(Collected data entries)
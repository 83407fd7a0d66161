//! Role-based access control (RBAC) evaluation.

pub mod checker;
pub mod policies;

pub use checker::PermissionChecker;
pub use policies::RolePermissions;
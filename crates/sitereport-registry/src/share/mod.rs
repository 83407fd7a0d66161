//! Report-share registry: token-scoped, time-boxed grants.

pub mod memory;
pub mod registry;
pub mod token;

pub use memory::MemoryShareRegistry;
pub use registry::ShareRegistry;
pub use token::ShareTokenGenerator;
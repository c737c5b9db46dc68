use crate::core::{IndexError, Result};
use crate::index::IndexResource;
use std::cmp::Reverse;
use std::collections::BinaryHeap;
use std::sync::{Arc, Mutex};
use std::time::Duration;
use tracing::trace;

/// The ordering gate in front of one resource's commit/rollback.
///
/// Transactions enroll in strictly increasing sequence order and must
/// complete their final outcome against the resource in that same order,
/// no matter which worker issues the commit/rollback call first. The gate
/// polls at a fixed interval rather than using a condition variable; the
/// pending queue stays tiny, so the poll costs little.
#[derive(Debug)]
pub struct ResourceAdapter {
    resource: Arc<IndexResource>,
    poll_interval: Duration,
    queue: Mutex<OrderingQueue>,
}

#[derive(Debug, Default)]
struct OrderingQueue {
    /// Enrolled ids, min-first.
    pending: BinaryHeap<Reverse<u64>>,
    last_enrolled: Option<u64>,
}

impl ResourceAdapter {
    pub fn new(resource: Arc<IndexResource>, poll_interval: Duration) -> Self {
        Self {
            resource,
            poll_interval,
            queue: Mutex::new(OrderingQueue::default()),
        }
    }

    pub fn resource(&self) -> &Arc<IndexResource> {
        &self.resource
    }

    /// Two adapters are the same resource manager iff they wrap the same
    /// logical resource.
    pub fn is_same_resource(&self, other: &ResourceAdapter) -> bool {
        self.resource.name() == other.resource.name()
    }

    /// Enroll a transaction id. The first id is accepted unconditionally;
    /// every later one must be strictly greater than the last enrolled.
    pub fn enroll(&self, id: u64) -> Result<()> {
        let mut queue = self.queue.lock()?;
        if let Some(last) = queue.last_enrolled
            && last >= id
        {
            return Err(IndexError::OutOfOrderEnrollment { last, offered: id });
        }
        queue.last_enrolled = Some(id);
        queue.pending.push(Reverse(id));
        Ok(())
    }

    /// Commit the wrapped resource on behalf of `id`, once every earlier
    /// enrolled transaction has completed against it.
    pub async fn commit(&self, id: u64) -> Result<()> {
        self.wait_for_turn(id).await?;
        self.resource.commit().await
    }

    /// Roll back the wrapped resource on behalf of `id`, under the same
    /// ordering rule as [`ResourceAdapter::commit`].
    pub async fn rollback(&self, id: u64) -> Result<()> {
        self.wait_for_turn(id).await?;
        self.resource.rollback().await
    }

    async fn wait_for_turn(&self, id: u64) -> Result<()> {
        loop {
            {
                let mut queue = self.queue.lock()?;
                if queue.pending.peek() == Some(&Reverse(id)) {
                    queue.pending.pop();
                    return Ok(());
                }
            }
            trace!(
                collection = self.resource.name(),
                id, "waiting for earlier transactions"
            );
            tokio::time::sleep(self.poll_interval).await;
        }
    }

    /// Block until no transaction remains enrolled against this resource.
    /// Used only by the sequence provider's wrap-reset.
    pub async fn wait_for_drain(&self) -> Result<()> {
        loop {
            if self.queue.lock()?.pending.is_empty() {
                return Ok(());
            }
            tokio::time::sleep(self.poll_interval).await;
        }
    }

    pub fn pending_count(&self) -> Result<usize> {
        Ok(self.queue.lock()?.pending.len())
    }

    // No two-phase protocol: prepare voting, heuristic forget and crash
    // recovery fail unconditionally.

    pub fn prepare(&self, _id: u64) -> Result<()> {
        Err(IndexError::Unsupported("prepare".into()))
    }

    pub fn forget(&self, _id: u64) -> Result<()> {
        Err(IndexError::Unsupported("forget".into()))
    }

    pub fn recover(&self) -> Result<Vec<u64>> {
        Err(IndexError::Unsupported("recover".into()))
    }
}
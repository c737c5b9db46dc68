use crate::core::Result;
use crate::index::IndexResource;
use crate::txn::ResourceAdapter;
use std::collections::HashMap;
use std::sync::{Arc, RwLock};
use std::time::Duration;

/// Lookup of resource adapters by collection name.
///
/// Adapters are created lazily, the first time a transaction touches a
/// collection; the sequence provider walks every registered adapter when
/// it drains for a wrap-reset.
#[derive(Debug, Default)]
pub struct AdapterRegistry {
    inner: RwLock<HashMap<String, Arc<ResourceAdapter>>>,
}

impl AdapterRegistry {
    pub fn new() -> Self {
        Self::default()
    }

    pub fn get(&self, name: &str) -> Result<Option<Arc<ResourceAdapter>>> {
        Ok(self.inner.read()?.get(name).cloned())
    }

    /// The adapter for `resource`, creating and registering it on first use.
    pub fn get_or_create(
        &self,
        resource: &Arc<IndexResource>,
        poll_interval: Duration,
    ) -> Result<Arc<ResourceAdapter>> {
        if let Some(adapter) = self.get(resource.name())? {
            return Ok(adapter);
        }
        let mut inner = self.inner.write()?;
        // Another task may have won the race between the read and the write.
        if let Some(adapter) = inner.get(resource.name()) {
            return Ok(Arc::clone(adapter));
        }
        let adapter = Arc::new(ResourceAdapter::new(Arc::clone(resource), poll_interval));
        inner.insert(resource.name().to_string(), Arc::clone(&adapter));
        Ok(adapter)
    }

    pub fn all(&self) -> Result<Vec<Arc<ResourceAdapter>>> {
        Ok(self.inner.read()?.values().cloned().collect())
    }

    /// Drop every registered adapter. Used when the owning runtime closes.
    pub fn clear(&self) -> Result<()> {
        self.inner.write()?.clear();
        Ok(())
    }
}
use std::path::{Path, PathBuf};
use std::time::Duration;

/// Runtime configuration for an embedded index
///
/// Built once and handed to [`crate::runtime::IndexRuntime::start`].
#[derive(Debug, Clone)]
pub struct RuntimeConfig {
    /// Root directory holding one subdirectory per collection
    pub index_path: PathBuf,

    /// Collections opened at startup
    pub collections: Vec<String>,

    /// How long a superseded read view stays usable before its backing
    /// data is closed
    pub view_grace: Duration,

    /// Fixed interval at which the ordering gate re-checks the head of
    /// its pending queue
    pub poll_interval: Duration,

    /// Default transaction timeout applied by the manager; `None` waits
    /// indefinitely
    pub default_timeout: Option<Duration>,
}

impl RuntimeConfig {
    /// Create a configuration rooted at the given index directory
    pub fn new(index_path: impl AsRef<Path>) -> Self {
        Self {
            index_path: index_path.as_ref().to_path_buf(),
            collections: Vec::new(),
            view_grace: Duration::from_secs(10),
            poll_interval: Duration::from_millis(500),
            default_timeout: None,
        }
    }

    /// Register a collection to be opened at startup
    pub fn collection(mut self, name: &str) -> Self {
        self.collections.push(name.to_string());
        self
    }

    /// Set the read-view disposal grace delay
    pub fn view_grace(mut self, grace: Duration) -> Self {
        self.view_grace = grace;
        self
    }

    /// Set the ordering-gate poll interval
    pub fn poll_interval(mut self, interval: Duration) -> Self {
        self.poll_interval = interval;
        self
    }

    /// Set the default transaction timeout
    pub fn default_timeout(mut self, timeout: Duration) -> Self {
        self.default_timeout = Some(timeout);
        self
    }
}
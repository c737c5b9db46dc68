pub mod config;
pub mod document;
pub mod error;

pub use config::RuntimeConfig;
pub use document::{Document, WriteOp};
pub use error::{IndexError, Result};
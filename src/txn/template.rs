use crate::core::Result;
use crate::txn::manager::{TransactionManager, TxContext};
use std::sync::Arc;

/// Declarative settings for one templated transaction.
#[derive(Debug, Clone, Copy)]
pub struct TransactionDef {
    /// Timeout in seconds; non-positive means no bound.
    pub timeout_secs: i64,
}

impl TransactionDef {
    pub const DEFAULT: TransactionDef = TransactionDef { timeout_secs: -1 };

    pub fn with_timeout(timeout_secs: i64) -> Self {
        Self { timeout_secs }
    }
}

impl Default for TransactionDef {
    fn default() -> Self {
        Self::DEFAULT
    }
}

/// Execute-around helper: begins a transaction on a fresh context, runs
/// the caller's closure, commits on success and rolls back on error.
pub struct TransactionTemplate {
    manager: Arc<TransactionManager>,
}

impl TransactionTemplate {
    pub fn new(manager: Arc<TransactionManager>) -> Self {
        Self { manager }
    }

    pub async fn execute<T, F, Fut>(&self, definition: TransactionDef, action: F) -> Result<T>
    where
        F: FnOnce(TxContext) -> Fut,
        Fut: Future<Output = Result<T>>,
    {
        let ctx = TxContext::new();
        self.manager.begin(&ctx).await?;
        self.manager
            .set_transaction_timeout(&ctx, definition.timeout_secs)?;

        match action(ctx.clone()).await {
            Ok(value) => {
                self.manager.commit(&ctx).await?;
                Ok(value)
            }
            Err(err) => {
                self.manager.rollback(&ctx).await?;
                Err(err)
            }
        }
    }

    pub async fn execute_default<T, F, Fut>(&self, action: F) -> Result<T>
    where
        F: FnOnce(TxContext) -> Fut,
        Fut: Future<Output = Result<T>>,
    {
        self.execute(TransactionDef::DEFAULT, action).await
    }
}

(Required action):
Find the lines above that contain the word "struct" and collect them.

(Completed exercise):
pub struct ResourceAdapter {
struct OrderingQueue {
pub struct AdapterRegistry {
pub struct RuntimeConfig {
pub struct TransactionDef {
pub struct TransactionTemplate {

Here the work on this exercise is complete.